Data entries
________

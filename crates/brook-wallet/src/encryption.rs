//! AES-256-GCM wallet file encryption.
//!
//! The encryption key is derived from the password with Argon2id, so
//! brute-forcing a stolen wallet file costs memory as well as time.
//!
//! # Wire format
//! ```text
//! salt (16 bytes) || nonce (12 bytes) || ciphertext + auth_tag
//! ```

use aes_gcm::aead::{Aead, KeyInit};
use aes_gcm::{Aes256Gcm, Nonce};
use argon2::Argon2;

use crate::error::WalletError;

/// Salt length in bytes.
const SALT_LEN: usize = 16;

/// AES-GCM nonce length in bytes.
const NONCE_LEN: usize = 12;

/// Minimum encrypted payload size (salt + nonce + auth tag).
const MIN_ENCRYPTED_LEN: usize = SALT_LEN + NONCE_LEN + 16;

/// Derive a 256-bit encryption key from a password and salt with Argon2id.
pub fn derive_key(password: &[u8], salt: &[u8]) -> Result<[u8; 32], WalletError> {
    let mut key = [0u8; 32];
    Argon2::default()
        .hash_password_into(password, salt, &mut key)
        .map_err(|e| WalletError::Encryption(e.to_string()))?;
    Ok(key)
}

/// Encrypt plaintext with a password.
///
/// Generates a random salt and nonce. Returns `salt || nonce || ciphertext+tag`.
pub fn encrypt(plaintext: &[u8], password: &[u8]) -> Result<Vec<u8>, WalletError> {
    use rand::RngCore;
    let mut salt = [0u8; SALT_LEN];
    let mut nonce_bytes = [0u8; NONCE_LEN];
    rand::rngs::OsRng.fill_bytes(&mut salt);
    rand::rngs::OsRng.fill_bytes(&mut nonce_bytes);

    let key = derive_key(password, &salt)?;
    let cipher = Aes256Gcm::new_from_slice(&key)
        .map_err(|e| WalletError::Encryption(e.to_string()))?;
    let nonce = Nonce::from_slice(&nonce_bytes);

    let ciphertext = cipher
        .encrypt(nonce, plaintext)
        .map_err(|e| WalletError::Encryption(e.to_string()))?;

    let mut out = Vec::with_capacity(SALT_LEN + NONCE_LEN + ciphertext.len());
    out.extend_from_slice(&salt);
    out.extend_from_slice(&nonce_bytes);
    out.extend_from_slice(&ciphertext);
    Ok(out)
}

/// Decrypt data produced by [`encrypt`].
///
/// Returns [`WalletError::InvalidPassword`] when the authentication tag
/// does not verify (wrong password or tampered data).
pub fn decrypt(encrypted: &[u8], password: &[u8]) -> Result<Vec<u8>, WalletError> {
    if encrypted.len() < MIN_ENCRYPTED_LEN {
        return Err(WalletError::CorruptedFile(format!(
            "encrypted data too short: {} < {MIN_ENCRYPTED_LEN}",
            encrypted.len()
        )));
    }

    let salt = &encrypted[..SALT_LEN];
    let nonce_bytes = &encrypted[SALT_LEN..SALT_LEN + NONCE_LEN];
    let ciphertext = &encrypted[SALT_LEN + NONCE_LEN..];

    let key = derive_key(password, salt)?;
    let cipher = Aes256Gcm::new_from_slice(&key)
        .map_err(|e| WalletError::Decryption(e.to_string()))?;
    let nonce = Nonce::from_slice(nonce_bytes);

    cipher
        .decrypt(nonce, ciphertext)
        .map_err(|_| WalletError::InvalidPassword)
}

________

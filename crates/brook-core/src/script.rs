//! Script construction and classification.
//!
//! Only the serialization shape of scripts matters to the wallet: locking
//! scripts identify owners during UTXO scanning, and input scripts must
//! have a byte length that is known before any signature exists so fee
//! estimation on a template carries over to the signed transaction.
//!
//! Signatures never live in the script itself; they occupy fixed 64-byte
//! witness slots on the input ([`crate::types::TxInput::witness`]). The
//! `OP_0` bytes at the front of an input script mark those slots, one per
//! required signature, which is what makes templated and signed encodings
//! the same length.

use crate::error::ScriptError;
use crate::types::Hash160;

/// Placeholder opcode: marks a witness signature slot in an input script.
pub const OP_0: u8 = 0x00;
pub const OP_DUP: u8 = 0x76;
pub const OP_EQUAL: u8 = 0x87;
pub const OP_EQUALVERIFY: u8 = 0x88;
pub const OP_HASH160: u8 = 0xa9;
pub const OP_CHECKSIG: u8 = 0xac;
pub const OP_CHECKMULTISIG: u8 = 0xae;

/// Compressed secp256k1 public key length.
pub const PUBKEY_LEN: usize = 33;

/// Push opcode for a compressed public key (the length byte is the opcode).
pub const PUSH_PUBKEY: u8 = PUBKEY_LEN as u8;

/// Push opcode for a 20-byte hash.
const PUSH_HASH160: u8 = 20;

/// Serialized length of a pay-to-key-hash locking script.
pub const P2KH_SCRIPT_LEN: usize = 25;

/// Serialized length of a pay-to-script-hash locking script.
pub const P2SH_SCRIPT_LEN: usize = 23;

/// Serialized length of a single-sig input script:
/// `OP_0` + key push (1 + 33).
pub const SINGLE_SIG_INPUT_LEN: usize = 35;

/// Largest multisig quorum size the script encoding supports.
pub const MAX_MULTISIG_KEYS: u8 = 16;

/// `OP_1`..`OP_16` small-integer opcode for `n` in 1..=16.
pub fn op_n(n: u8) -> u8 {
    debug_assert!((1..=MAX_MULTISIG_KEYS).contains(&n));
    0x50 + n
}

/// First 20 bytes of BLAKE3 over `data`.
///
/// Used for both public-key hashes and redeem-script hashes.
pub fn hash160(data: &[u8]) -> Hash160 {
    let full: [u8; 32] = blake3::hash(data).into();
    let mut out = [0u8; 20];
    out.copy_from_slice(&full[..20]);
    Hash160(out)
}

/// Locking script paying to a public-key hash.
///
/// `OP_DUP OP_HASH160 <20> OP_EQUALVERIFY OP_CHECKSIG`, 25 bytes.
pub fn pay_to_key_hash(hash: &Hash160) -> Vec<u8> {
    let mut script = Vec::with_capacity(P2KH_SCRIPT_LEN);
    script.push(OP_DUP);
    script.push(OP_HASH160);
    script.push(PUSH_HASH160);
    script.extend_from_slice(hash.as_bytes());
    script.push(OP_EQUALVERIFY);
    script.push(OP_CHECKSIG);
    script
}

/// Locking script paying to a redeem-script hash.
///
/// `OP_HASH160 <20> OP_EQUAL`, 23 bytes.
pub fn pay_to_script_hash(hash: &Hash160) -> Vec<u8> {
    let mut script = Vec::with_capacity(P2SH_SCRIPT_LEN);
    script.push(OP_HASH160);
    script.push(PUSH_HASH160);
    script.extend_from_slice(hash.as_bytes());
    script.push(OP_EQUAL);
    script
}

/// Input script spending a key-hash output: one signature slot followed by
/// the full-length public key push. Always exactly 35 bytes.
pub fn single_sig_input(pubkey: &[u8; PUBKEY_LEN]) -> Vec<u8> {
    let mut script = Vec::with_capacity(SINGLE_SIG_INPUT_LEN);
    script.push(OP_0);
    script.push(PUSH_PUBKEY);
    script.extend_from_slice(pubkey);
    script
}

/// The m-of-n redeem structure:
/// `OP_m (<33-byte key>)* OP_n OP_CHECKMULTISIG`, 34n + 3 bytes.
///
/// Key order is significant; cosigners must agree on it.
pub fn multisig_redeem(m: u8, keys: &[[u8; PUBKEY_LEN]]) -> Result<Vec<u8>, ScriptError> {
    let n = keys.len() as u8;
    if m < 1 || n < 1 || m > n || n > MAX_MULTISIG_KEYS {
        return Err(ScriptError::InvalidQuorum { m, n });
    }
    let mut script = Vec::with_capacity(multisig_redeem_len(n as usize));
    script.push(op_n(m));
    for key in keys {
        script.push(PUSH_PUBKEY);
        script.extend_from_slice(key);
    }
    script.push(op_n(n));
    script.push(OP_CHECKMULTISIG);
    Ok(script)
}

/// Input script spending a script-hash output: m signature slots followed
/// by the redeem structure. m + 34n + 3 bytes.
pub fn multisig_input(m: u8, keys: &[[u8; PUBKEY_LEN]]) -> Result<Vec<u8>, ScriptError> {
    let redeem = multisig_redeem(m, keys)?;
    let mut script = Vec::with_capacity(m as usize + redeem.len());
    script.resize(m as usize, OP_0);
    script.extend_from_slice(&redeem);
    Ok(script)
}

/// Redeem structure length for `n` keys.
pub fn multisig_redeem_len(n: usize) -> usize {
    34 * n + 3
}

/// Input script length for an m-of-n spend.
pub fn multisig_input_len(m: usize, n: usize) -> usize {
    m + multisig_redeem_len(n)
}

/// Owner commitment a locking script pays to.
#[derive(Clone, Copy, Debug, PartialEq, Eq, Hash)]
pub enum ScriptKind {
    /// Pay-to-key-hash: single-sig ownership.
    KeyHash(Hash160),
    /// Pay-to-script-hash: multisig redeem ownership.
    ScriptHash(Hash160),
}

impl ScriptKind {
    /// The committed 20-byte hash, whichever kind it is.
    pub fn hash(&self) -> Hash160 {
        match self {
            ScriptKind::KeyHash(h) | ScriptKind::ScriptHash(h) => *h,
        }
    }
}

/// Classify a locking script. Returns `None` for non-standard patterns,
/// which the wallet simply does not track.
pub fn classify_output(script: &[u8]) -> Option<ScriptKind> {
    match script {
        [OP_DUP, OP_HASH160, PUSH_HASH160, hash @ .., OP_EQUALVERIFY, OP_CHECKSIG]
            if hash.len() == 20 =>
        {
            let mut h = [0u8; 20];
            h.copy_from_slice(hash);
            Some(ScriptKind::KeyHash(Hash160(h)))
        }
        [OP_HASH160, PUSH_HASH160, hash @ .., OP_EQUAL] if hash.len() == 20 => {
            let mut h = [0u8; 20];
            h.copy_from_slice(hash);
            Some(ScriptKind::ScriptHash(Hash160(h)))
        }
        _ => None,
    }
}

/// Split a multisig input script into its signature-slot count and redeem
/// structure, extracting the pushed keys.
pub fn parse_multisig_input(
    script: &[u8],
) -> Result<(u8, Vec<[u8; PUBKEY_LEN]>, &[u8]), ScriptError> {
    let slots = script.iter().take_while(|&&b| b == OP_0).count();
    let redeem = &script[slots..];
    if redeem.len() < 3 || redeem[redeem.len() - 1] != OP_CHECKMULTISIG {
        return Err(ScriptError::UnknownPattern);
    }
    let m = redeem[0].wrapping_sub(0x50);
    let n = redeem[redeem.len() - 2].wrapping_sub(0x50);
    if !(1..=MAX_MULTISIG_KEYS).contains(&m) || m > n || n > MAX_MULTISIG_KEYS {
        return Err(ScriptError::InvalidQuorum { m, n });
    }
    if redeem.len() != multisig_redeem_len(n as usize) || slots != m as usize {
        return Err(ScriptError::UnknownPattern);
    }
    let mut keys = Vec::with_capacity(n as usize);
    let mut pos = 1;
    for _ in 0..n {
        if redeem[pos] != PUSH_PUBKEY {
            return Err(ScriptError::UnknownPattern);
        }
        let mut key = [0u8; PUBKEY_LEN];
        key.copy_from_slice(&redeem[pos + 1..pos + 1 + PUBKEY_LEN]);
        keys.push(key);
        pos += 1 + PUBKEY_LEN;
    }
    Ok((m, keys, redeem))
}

________

• [ACTION ITEM]:
Could you set down, word for word, only the lines above from the line with "pub const P2KH_SCRIPT_LEN: usize = 25;" to the line with "let n = keys.len() as u8;", including both?

• [SOLVED EXERCISE]:
pub const P2KH_SCRIPT_LEN: usize = 25;

/// Serialized length of a pay-to-script-hash locking script.
pub const P2SH_SCRIPT_LEN: usize = 23;

/// Serialized length of a single-sig input script:
/// `OP_0` + key push (1 + 33).
pub const SINGLE_SIG_INPUT_LEN: usize = 35;

/// Largest multisig quorum size the script encoding supports.
pub const MAX_MULTISIG_KEYS: u8 = 16;

/// `OP_1`..`OP_16` small-integer opcode for `n` in 1..=16.
pub fn op_n(n: u8) -> u8 {
    debug_assert!((1..=MAX_MULTISIG_KEYS).contains(&n));
    0x50 + n
}

/// First 20 bytes of BLAKE3 over `data`.
///
/// Used for both public-key hashes and redeem-script hashes.
pub fn hash160(data: &[u8]) -> Hash160 {
    let full: [u8; 32] = blake3::hash(data).into();
    let mut out = [0u8; 20];
    out.copy_from_slice(&full[..20]);
    Hash160(out)
}

/// Locking script paying to a public-key hash.
///
/// `OP_DUP OP_HASH160 <20> OP_EQUALVERIFY OP_CHECKSIG`, 25 bytes.
pub fn pay_to_key_hash(hash: &Hash160) -> Vec<u8> {
    let mut script = Vec::with_capacity(P2KH_SCRIPT_LEN);
    script.push(OP_DUP);
    script.push(OP_HASH160);
    script.push(PUSH_HASH160);
    script.extend_from_slice(hash.as_bytes());
    script.push(OP_EQUALVERIFY);
    script.push(OP_CHECKSIG);
    script
}

/// Locking script paying to a redeem-script hash.
///
/// `OP_HASH160 <20> OP_EQUAL`, 23 bytes.
pub fn pay_to_script_hash(hash: &Hash160) -> Vec<u8> {
    let mut script = Vec::with_capacity(P2SH_SCRIPT_LEN);
    script.push(OP_HASH160);
    script.push(PUSH_HASH160);
    script.extend_from_slice(hash.as_bytes());
    script.push(OP_EQUAL);
    script
}

/// Input script spending a key-hash output: one signature slot followed by
/// the full-length public key push. Always exactly 35 bytes.
pub fn single_sig_input(pubkey: &[u8; PUBKEY_LEN]) -> Vec<u8> {
    let mut script = Vec::with_capacity(SINGLE_SIG_INPUT_LEN);
    script.push(OP_0);
    script.push(PUSH_PUBKEY);
    script.extend_from_slice(pubkey);
    script
}

/// The m-of-n redeem structure:
/// `OP_m (<33-byte key>)* OP_n OP_CHECKMULTISIG`, 34n + 3 bytes.
///
/// Key order is significant; cosigners must agree on it.
pub fn multisig_redeem(m: u8, keys: &[[u8; PUBKEY_LEN]]) -> Result<Vec<u8>, ScriptError> {
    let n = keys.len() as u8;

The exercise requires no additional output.